The recent passing of Ruth Bader Ginsburg, Associate Justice of the Supreme Court, caused me to take a step back and reflect on her career as a mammoth figure in American Jurisprudence.
I have known her as a member of the Supreme Court since I was a teenager. Her career as an appellate judge for the United States Court of Appeals for the District of Columbia Circuit in Washington, D.C. began when I was six months old. I was less familiar with her career as a lawyer and with her death came the opportunity to remember and study her amazing career as a lawyer, an appellate judge, and justice.
Ginsburg’s Commitment to Gender Equality
In her career as a lawyer and advocate, Ginsburg probably did more for gender equality under the law than any other single person in American history. She fought institutional inequality with determination, great legal skill, and most amazingly to me, courage, personal resilience, and strength.
I cannot imagine the strength it took to make it your life’s work to get up daily to change both a legal and social structure that was stacked against you. She did it. Her fight for gender equality as a practicing lawyer culminated in the 1970s when she argued six cases in front of the Supreme Court, winning five of them. All were gender equality cases.
Maybe it was her plan all along to fight for gender equality. Or, maybe events in her own life inspired her to do so. One story that I have heard on TV and read multiple times highlights the inequality she herself faced and how amazing her determination was.
In 1956, Ginsburg was one of nine women out of a class of about 500 men enrolled at Harvard Law School, attending classes while also caring for her newborn baby and husband, who was being treated for cancer. Allegedly, the dean of Harvard Law invited all nine female law students to his home for dinner and asked them collectively what they were doing at Harvard Law School, taking the place of a man?
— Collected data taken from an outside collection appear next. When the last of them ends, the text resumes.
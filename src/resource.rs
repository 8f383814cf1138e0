//! Stored resource instances and their wire representation.
//!
//! A [`Resource`] is what handlers load, mutate and persist: the typed form
//! of one resource instance. Serialization into a JSON:API resource object
//! is schema-driven so that responses always carry the full set of defined
//! attributes and relationships, with nulls and empty lists for unset ones.

use serde_json::{Map, Value, json};

use crate::operation::{AttributeMap, RelationshipMap, RelationshipValue, ResourceIdentifier};
use crate::schema::{Cardinality, ResourceSchema};

/// One stored resource instance.
#[derive(Debug, Clone, PartialEq)]
pub struct Resource {
    /// The type of this resource (e.g. "articles")
    pub resource_type: String,
    /// Server-assigned or client-supplied identifier
    pub id: String,
    /// Attribute values
    pub attributes: AttributeMap,
    /// Set relationships; unset ones are simply absent
    pub relationships: RelationshipMap,
}

impl Resource {
    /// Create a resource from its parts.
    pub fn new(
        resource_type: impl Into<String>,
        id: impl Into<String>,
        attributes: AttributeMap,
        relationships: RelationshipMap,
    ) -> Self {
        Self {
            resource_type: resource_type.into(),
            id: id.into(),
            attributes,
            relationships: normalized(relationships),
        }
    }

    /// The identifier addressing this resource.
    pub fn identifier(&self) -> ResourceIdentifier {
        ResourceIdentifier::new(&self.resource_type, &self.id)
    }

    /// Get one attribute value.
    pub fn attribute(&self, name: &str) -> Option<&Value> {
        self.attributes.get(name)
    }

    /// Get one relationship value.
    pub fn relationship(&self, name: &str) -> Option<&RelationshipValue> {
        self.relationships.get(name)
    }

    /// Merge a partial update into this resource.
    ///
    /// Supplied attributes replace stored ones; a cleared relationship is
    /// dropped, anything else replaces the stored value. Fields the update
    /// does not mention are left untouched.
    pub fn merge(&mut self, attributes: &AttributeMap, relationships: &RelationshipMap) {
        for (name, value) in attributes {
            self.attributes.insert(name.clone(), value.clone());
        }
        for (name, value) in relationships {
            if value.is_clear() {
                self.relationships.remove(name);
            } else {
                self.relationships.insert(name.clone(), value.clone());
            }
        }
    }

    /// Render this resource as a JSON:API resource object.
    ///
    /// The schema drives the output: every defined attribute appears (null
    /// when unset) and, when the schema defines relationships, every defined
    /// relationship appears with `{"data": null}` / `{"data": []}` defaults.
    pub fn to_resource_object(&self, schema: &ResourceSchema) -> Value {
        let mut attributes = Map::new();
        for definition in &schema.attributes {
            let value = self
                .attributes
                .get(&definition.name)
                .cloned()
                .unwrap_or(Value::Null);
            attributes.insert(definition.name.clone(), value);
        }

        let mut object = Map::new();
        object.insert("type".into(), Value::String(self.resource_type.clone()));
        object.insert("id".into(), Value::String(self.id.clone()));
        object.insert("attributes".into(), Value::Object(attributes));

        if !schema.relationships.is_empty() {
            let mut relationships = Map::new();
            for definition in &schema.relationships {
                let data = match self.relationships.get(&definition.name) {
                    Some(value) => json!({ "data": value }),
                    None => match definition.cardinality {
                        Cardinality::ToOne => json!({ "data": null }),
                        Cardinality::ToMany => json!({ "data": [] }),
                    },
                };
                relationships.insert(definition.name.clone(), data);
            }
            object.insert("relationships".into(), Value::Object(relationships));
        }

        Value::Object(object)
    }
}

/// Drop cleared entries so stored relationships only hold live targets.
fn normalized(relationships: RelationshipMap) -> RelationshipMap {
    relationships
        .into_iter()
        .filter(|(_, value)| !matches!(value, RelationshipValue::Clear))
        .collect()
}
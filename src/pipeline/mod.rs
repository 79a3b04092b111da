pub(crate) mod compose;
pub(crate) mod opts;
pub(crate) mod sink;
pub(crate) mod source;
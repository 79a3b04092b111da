use crate::{
    foundation::{
        core::Size,
        error::{StackError, StackResult},
        math::half_round,
    },
    raster::frame::RasterImage,
};

/// Top-left position of a placement in canvas pixels.
#[derive(Clone, Copy, Debug, Default, PartialEq, Eq, Hash)]
pub struct Offset {
    /// Distance from the left canvas edge.
    pub left: u32,
    /// Distance from the top canvas edge.
    pub top: u32,
}

impl Offset {
    /// Build an offset.
    pub fn new(left: u32, top: u32) -> Self {
        Self { left, top }
    }
}

/// Validate a group and collect its image sizes in order.
///
/// Groups must be non-empty. [`RasterImage`] already guarantees positive dimensions, but the
/// check is repeated here so layout math never sees a zero extent.
pub(crate) fn group_sizes(group: &[RasterImage]) -> StackResult<Vec<Size>> {
    if group.is_empty() {
        return Err(StackError::invalid_argument(
            "cannot compose an empty image group",
        ));
    }
    group
        .iter()
        .enumerate()
        .map(|(idx, img)| {
            let size = img.size();
            if size.is_empty() {
                return Err(StackError::invalid_argument(format!(
                    "image {idx} in group has non-positive dimensions {size}"
                )));
            }
            Ok(size)
        })
        .collect()
}

/// Per-axis maximum over `sizes`.
pub(crate) fn max_extent(sizes: &[Size]) -> Size {
    sizes.iter().fold(Size::new(0, 0), |acc, s| {
        Size::new(acc.width.max(s.width), acc.height.max(s.height))
    })
}

/// `round((outer - inner) / 2)`; `inner` must not exceed `outer`.
pub(crate) fn center_offset(outer: u32, inner: u32) -> StackResult<u32> {
    let spare = outer.checked_sub(inner).ok_or_else(|| {
        StackError::invalid_argument(format!("cannot center {inner}px inside {outer}px"))
    })?;
    Ok(half_round(u64::from(spare)) as u32)
}

/// `n * extent + (n - 1) * spacing`, checked against the `u32` pixel range.
pub(crate) fn span(n: u64, extent: u32, spacing: u32) -> StackResult<u32> {
    let total = n
        .checked_mul(u64::from(extent))
        .and_then(|v| v.checked_add(n.saturating_sub(1).checked_mul(u64::from(spacing))?));
    total
        .and_then(|v| u32::try_from(v).ok())
        .ok_or_else(|| {
            StackError::resource_exhausted(format!(
                "layout span of {n} x {extent}px with {spacing}px spacing overflows"
            ))
        })
}

pub(crate) fn to_px(v: u128, what: &str) -> StackResult<u32> {
    u32::try_from(v)
        .map_err(|_| StackError::resource_exhausted(format!("{what} of {v}px overflows")))
}

#[cfg(test)]
#[path = "../../tests/unit/layout/geometry.rs"]
mod tests;
use std::cmp::Ordering;

use crate::{
    foundation::{
        core::{AspectRatio, Rgba8, Size},
        error::{StackError, StackResult},
        math::div_round,
    },
    layout::geometry::{Offset, center_offset, group_sizes, max_extent, to_px},
    raster::{
        canvas::{Canvas, Placement},
        frame::RasterImage,
    },
};

/// Configuration for [`compose_strip`].
#[derive(Clone, Copy, Debug, PartialEq, Eq)]
pub struct StripLayoutSpec {
    spacing: u32,
    background: Rgba8,
    aspect_ratio: Option<AspectRatio>,
}

impl StripLayoutSpec {
    /// Strip with `spacing` pixels between images and no target aspect ratio.
    pub fn new(spacing: u32, background: Rgba8) -> Self {
        Self {
            spacing,
            background,
            aspect_ratio: None,
        }
    }

    /// Grow the canvas to `ratio` around the stacked content.
    pub fn with_aspect_ratio(mut self, ratio: Option<AspectRatio>) -> Self {
        self.aspect_ratio = ratio;
        self
    }

    /// Pixels between vertically adjacent images.
    pub fn spacing(&self) -> u32 {
        self.spacing
    }

    /// Canvas fill color.
    pub fn background(&self) -> Rgba8 {
        self.background
    }

    /// Optional target width:height of the canvas.
    pub fn aspect_ratio(&self) -> Option<AspectRatio> {
        self.aspect_ratio
    }
}

/// Resolved strip geometry for one group.
#[derive(Clone, Debug, PartialEq, Eq)]
pub struct StripLayout {
    /// Bounding box of the stacked images: max width by summed heights plus spacing.
    pub content: Size,
    /// Canvas size, equal to `content` or grown on one axis to the target ratio.
    pub canvas: Size,
    /// Where the content block sits inside the canvas.
    pub content_offset: Offset,
    /// Top-left corner of each image, in group order.
    pub images: Vec<Offset>,
}

impl StripLayout {
    /// Stack `sizes` vertically according to `spec`.
    pub fn compute(sizes: &[Size], spec: &StripLayoutSpec) -> StackResult<Self> {
        if sizes.is_empty() {
            return Err(StackError::invalid_argument(
                "strip layout needs at least one image",
            ));
        }

        let width = max_extent(sizes).width;
        let heights = sizes.iter().map(|s| u128::from(s.height)).sum::<u128>();
        let gaps = (sizes.len() as u128 - 1) * u128::from(spec.spacing);
        let content = Size::new(width, to_px(heights + gaps, "strip content height")?);
        if content.is_empty() {
            return Err(StackError::invalid_argument(format!(
                "strip content must be positive, got {content}"
            )));
        }

        let canvas = canvas_for_aspect(content, spec.aspect_ratio)?;
        let content_offset = Offset::new(
            center_offset(canvas.width, content.width)?,
            center_offset(canvas.height, content.height)?,
        );

        let mut images = Vec::with_capacity(sizes.len());
        let mut cursor = u64::from(content_offset.top);
        for size in sizes {
            let left = content_offset.left + center_offset(content.width, size.width)?;
            images.push(Offset::new(left, to_px(u128::from(cursor), "strip cursor")?));
            cursor += u64::from(size.height) + u64::from(spec.spacing);
        }

        Ok(Self {
            content,
            canvas,
            content_offset,
            images,
        })
    }
}

/// Grow `content` on at most one axis so that `width:height` matches `ratio`.
///
/// The comparison is exact (`width * ratio.height` against `height * ratio.width`), so a
/// content block already at the target ratio is returned unchanged. The grown axis is rounded
/// half-up; the canvas never shrinks below `content`.
pub fn canvas_for_aspect(content: Size, ratio: Option<AspectRatio>) -> StackResult<Size> {
    let Some(ratio) = ratio else {
        return Ok(content);
    };
    let (cw, ch) = (u128::from(content.width), u128::from(content.height));
    let (rw, rh) = (u128::from(ratio.width()), u128::from(ratio.height()));

    match (cw * rh).cmp(&(ch * rw)) {
        Ordering::Greater => {
            let height = to_px(div_round(cw * rh, rw), "aspect canvas height")?;
            Ok(Size::new(content.width, height))
        }
        Ordering::Less => {
            let width = to_px(div_round(ch * rw, rh), "aspect canvas width")?;
            Ok(Size::new(width, content.height))
        }
        Ordering::Equal => Ok(content),
    }
}

/// Compose a group into one vertical strip.
///
/// Images keep their native resolution. Each is centered horizontally over the widest image;
/// the whole block is centered in a canvas that may be grown to a target aspect ratio.
#[tracing::instrument(skip_all, fields(images = group.len(), spacing = spec.spacing))]
pub fn compose_strip(group: &[RasterImage], spec: &StripLayoutSpec) -> StackResult<RasterImage> {
    let sizes = group_sizes(group)?;
    let layout = StripLayout::compute(&sizes, spec)?;
    tracing::debug!(
        content = %layout.content,
        canvas = %layout.canvas,
        offset_x = layout.content_offset.left,
        offset_y = layout.content_offset.top,
        aspect_ratio = spec.aspect_ratio.map(|r| r.as_f64()),
        "strip layout resolved"
    );

    let mut canvas = Canvas::new(layout.canvas.width, layout.canvas.height, spec.background)?;
    let placements = group
        .iter()
        .zip(&layout.images)
        .map(|(img, at)| Placement::new(img, at.top, at.left))
        .collect::<Vec<_>>();
    canvas.place_all(&placements)?;
    canvas.finalize()
}

#[cfg(test)]
#[path = "../../tests/unit/layout/strip.rs"]
mod tests;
If that were not personally trying enough, Ginsburg moved to New York during law school when her husband took a job there and transferred to Columbia Law School. Despite graduating first in her class from Columbia, she reportedly had difficulty finding employment because of her gender.
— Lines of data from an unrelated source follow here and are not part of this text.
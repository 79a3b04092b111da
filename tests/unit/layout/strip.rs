use super::*;

fn ratio(s: &str) -> Option<AspectRatio> {
    Some(s.parse().unwrap())
}

#[test]
fn three_pages_without_ratio() {
    let sizes = [Size::new(300, 100), Size::new(300, 200), Size::new(300, 150)];
    let layout = StripLayout::compute(&sizes, &StripLayoutSpec::new(20, Rgba8::WHITE)).unwrap();
    assert_eq!(layout.content, Size::new(300, 490));
    assert_eq!(layout.canvas, Size::new(300, 490));
    assert_eq!(layout.content_offset, Offset::new(0, 0));
    assert_eq!(
        layout.images,
        vec![Offset::new(0, 0), Offset::new(0, 120), Offset::new(0, 340)]
    );
}

#[test]
fn narrower_images_are_centered_over_content_width() {
    let sizes = [Size::new(300, 10), Size::new(101, 10), Size::new(200, 10)];
    let layout = StripLayout::compute(&sizes, &StripLayoutSpec::new(0, Rgba8::WHITE)).unwrap();
    assert_eq!(layout.content, Size::new(300, 30));
    assert_eq!(
        layout.images,
        vec![Offset::new(0, 0), Offset::new(100, 10), Offset::new(50, 20)]
    );
}

#[test]
fn wide_content_grows_height_only() {
    // 300x490 is wider than 1:2 (0.612 > 0.5): height becomes round(300 / 0.5) = 600.
    let canvas = canvas_for_aspect(Size::new(300, 490), ratio("1:2")).unwrap();
    assert_eq!(canvas, Size::new(300, 600));
}

#[test]
fn tall_content_grows_width_only() {
    // 300x490 is taller than 16:9: width becomes round(490 * 16 / 9) = 871.
    let canvas = canvas_for_aspect(Size::new(300, 490), ratio("16:9")).unwrap();
    assert_eq!(canvas, Size::new(871, 490));
}

#[test]
fn exact_ratio_skips_growth() {
    assert_eq!(
        canvas_for_aspect(Size::new(300, 400), ratio("3:4")).unwrap(),
        Size::new(300, 400)
    );
    // Same ratio expressed with non-reduced terms.
    assert_eq!(
        canvas_for_aspect(Size::new(300, 400), ratio("6:8")).unwrap(),
        Size::new(300, 400)
    );
    assert_eq!(
        canvas_for_aspect(Size::new(7, 3), None).unwrap(),
        Size::new(7, 3)
    );
}

#[test]
fn near_ratio_rounds_back_to_content() {
    // 1000x1001 is a hair taller than 1:1; the grown width is exactly 1001.
    assert_eq!(
        canvas_for_aspect(Size::new(1000, 1001), ratio("1:1")).unwrap(),
        Size::new(1001, 1001)
    );
    // A ratio a hair narrower than 3:1 grows height by under half a pixel.
    assert_eq!(
        canvas_for_aspect(Size::new(3, 1), ratio("2999999:1000000")).unwrap(),
        Size::new(3, 1)
    );
}

#[test]
fn content_block_is_centered_in_grown_canvas() {
    let sizes = [Size::new(300, 100), Size::new(300, 200), Size::new(300, 150)];
    let spec = StripLayoutSpec::new(20, Rgba8::WHITE).with_aspect_ratio(ratio("16:9"));
    let layout = StripLayout::compute(&sizes, &spec).unwrap();
    assert_eq!(layout.canvas, Size::new(871, 490));
    // (871 - 300) / 2 = 285.5 rounds to 286.
    assert_eq!(layout.content_offset, Offset::new(286, 0));
    assert_eq!(layout.images[1], Offset::new(286, 120));

    let spec = StripLayoutSpec::new(20, Rgba8::WHITE).with_aspect_ratio(ratio("1:2"));
    let layout = StripLayout::compute(&sizes, &spec).unwrap();
    assert_eq!(layout.canvas, Size::new(300, 600));
    assert_eq!(layout.content_offset, Offset::new(0, 55));
    assert_eq!(
        layout.images,
        vec![Offset::new(0, 55), Offset::new(0, 175), Offset::new(0, 395)]
    );
}

#[test]
fn empty_group_is_rejected() {
    let spec = StripLayoutSpec::new(0, Rgba8::WHITE);
    assert!(matches!(
        StripLayout::compute(&[], &spec),
        Err(StackError::InvalidArgument(_))
    ));
    assert!(matches!(
        compose_strip(&[], &spec),
        Err(StackError::InvalidArgument(_))
    ));
}

#[test]
fn huge_spacing_overflows_cleanly() {
    let sizes = [Size::new(1, 1), Size::new(1, 1)];
    let spec = StripLayoutSpec::new(u32::MAX, Rgba8::WHITE);
    assert!(matches!(
        StripLayout::compute(&sizes, &spec),
        Err(StackError::ResourceExhausted(_))
    ));
}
Amid this systemic oppression, Ginsburg persevered and had one of the most incredible legal careers in history. It is personally inspiring and motivating, in these difficult times, to reflect on the personal and professional obstacles that this great woman overcame while making the country a better place. That is what is so amazing to me. She did not just overcome the odds and become greatly successful personally, which she did. She became personally successful using her career to make the law better for everyone.
She made the law work for those women who were previously treated unequally under the law. She continued to do so as an appellate judge and on the Supreme Court.
A Singularly Inspiring Legal Career
I encourage everyone to spend a few moments reading about her career. From her spirited dissents as a Justice on the Supreme Court to her artful and skillful oral arguments in front of that court while a lawyer in the 1970s, it is all inspiring.
But for me personally, what is the most impactful is thinking about the unequal, oppressive landscape under which she accomplished all of it. I wish I could say if in her shoes, I would have the same personal determination and passion to wake up each day and fight that fight. I think I know the answer, and that is why there is and will be only one Ruth Bader Ginsburg.
I attempt to relate this to my own legal career. Although it is a different type of struggle, it likewise takes a lot of courage and intestinal fortitude to be a whistleblower. To come forward at great personal and professional risk. To fight against institutional behavior that is both wrong and is extremely difficult to stop and to prevent. As a whistleblower lawyer, I see it daily. To represent these folks is greatly rewarding, but it is also extremely challenging.
The False Claims Act is a remarkable legislative tool to fight government fraud. But those on the other side who want to see the statute stripped of its power have a great deal more resources than individual whistleblowers and those who advocate for them. It can, at times, be a frustrating and demoralizing realization that the fight does not seem fair.
But I hope on those days when in my own career, the odds don’t seem great and a loss seems imminent, that I can summon a shred of the courage RBG had to persevere.
“Fight for the things that you care about, but do it in a way that will lead others to join you.” – Ruth Bader Ginsburg.